What many misunderstand about the patriarchy is in thinking its an agreed, secret, organised system of ensuring male dominance. That perspective is so easy to refute, this refutation gets equated with the non-existence of the patriarchy itself.

But the patriarchy is simply an unagreed, mostly transparent and organic coincidence of male dominance. There is no mysterious cabal of men saying let's pay men more than women, but men are paid more than women anyway. Likewise there has never been a female US president, or chess world champion, or F1 champion, which does not actually point to talent but to inequality.

You might say the patriarchy is not a diagnosis, but a symptom.

The facts of male advantage in society are irrefutable, and if you consider that they permeate every sphere from public to private, social to corporate, across age and culture for many thousands of years, it doesn't hold water to claim this symptom doesn't exist.
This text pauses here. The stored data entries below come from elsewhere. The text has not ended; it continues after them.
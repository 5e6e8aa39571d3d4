// Read-only graph snapshot

use crate::model::{EdgeKind, FieldType, ModelFlags, NodeKey, NodeKind, DISPLAY_HEIGHT};
use crate::store::FieldGraph;
use serde::Serialize;

/// Node as seen by exporters
#[derive(Debug, Clone, PartialEq, Serialize)]
#[serde(rename_all = "camelCase")]
pub struct NodeRecord {
    /// Identity
    #[serde(flatten)]
    pub key: NodeKey,
    /// Type (variables only)
    #[serde(rename = "type", skip_serializing_if = "Option::is_none")]
    pub field_type: Option<FieldType>,
    /// Defining models (variables only)
    #[serde(skip_serializing_if = "Option::is_none")]
    pub models: Option<ModelFlags>,
    /// Shadow label marker
    pub shadow: bool,
    /// Display width hint
    pub width: f64,
    /// Display height hint
    pub height: f64,
}

/// Edge as seen by exporters
#[derive(Debug, Clone, PartialEq, Eq, Serialize)]
#[serde(rename_all = "camelCase")]
pub struct EdgeRecord {
    /// Source key
    pub source: NodeKey,
    /// Target key
    pub target: NodeKey,
    /// Edge type
    pub kind: EdgeKind,
    /// Removed by conflict resolution
    pub removed: bool,
    /// Synthesized by the closure pass
    pub added: bool,
    /// Comma-joined change identifiers
    pub audit: String,
}

/// Sorted, load-order independent view of a graph
#[derive(Debug, Clone, Default, PartialEq, Serialize)]
pub struct GraphSnapshot {
    /// Nodes sorted by key
    pub nodes: Vec<NodeRecord>,
    /// Edges sorted by `(source, target)`
    pub edges: Vec<EdgeRecord>,
}

impl GraphSnapshot {
    /// Node record by key
    pub fn node(&self, key: &NodeKey) -> Option<&NodeRecord> {
        self.nodes
            .binary_search_by(|n| n.key.cmp(key))
            .ok()
            .map(|i| &self.nodes[i])
    }

    /// Edge record by endpoint keys
    pub fn edge(&self, source: &NodeKey, target: &NodeKey) -> Option<&EdgeRecord> {
        self.edges
            .binary_search_by(|e| (&e.source, &e.target).cmp(&(source, target)))
            .ok()
            .map(|i| &self.edges[i])
    }
}

impl FieldGraph {
    /// Capture a sorted snapshot of every node and edge
    pub fn snapshot(&self) -> GraphSnapshot {
        let nodes = self
            .sorted_nodes()
            .into_iter()
            .filter_map(|id| self.node(id))
            .map(|node| {
                let (field_type, models, shadow) = match node.kind {
                    NodeKind::Variable { field_type, models } => (Some(field_type), Some(models), false),
                    NodeKind::Label { shadow } => (None, None, shadow),
                };
                NodeRecord {
                    key: node.key.clone(),
                    field_type,
                    models,
                    shadow,
                    width: node.display_width(),
                    height: DISPLAY_HEIGHT,
                }
            })
            .collect();

        let mut edges: Vec<EdgeRecord> = self
            .sorted_nodes()
            .into_iter()
            .flat_map(|source| {
                self.outgoing(source)
                    .into_iter()
                    .map(move |(edge, target)| (source, edge, target))
            })
            .filter_map(|(source, edge, target)| {
                let weight = self.edge(edge)?;
                Some(EdgeRecord {
                    source: self.node(source)?.key.clone(),
                    target: self.node(target)?.key.clone(),
                    kind: weight.kind,
                    removed: weight.removed,
                    added: weight.added,
                    audit: weight.audit_label(),
                })
            })
            .collect();
        edges.sort_by(|a, b| (&a.source, &a.target).cmp(&(&b.source, &b.target)));

        GraphSnapshot { nodes, edges }
    }
}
It's just not a conspiracy theory, that's all.


> What many misunderstand about the patriarchy is in thinking its an agreed, secret, organised system of ensuring male dominance. That perspective is so easy to refute, this refutation gets equated with the non-existence of the patriarchy itself.

This confusion is a deliberate outcome of the name "the patriarchy".

> Likewise there has never been a female US president, or chess world champion, or F1 champion, which does not actually point to talent but to inequality.

This is weasel words, though. "Inequality" covers outcome and opportunity. You're pointing at unequal outcomes to imply unequal opportunities, due to a giant anti-female conspiracy. Women in chess even have easier-to-attain rankings (WGM is basically equivalent to IM for men and women). There's nothing unfair about chess rankings or the game, other than women having easier-to-access rankings. It's just outcomes based on population preferences and aptitudes.

> You might say the patriarchy is not a diagnosis, but a symptom.

You might say that the dominance of black players at the top levels of the NBA is not a diagnosis, but a symptom as well. But to say either is still to imply a conspiracy.